» AIM OF THE EXERCISE
Where does the word "filename" occur in the data below? Copy each line that holds it.

Source data
┌──
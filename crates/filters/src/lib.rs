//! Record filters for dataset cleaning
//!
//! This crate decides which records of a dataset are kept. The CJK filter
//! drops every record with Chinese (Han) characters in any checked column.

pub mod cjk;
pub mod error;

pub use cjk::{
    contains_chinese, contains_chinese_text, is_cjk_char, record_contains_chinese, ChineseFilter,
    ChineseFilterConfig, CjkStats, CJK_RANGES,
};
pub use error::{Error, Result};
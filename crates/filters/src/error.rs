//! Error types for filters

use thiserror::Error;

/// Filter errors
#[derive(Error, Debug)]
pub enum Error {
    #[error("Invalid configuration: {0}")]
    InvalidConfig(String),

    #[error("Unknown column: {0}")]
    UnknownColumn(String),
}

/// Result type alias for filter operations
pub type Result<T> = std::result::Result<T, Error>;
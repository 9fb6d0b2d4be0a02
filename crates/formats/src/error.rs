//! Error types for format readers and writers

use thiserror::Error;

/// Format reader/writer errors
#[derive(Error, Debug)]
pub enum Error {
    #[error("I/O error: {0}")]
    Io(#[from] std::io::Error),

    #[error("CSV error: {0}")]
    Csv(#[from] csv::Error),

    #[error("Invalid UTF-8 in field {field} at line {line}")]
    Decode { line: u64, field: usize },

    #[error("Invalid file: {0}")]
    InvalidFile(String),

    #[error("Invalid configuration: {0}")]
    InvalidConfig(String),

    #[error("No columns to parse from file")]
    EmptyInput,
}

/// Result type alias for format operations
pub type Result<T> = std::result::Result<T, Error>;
└──
┌──
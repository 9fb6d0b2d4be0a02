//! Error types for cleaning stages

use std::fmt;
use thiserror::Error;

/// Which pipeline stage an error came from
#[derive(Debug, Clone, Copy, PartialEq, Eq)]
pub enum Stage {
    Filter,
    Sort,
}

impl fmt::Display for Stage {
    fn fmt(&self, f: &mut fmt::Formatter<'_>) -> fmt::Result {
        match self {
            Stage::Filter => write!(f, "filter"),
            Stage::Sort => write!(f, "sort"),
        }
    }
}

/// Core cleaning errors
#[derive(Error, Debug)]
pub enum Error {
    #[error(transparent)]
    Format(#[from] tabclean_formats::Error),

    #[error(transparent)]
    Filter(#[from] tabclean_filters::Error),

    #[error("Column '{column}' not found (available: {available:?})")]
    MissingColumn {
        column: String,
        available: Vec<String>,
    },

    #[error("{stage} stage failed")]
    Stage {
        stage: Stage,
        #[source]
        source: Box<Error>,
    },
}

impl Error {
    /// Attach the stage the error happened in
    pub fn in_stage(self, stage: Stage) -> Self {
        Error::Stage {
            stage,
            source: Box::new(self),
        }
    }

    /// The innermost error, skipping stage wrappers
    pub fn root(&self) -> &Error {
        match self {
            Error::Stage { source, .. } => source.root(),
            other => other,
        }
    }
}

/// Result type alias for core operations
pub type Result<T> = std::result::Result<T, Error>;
└──
» ANSWER FOR THIS EXERCISE
filename crates/filters/src/lib.rs
filename crates/filters/src/error.rs
filename crates/formats/src/error.rs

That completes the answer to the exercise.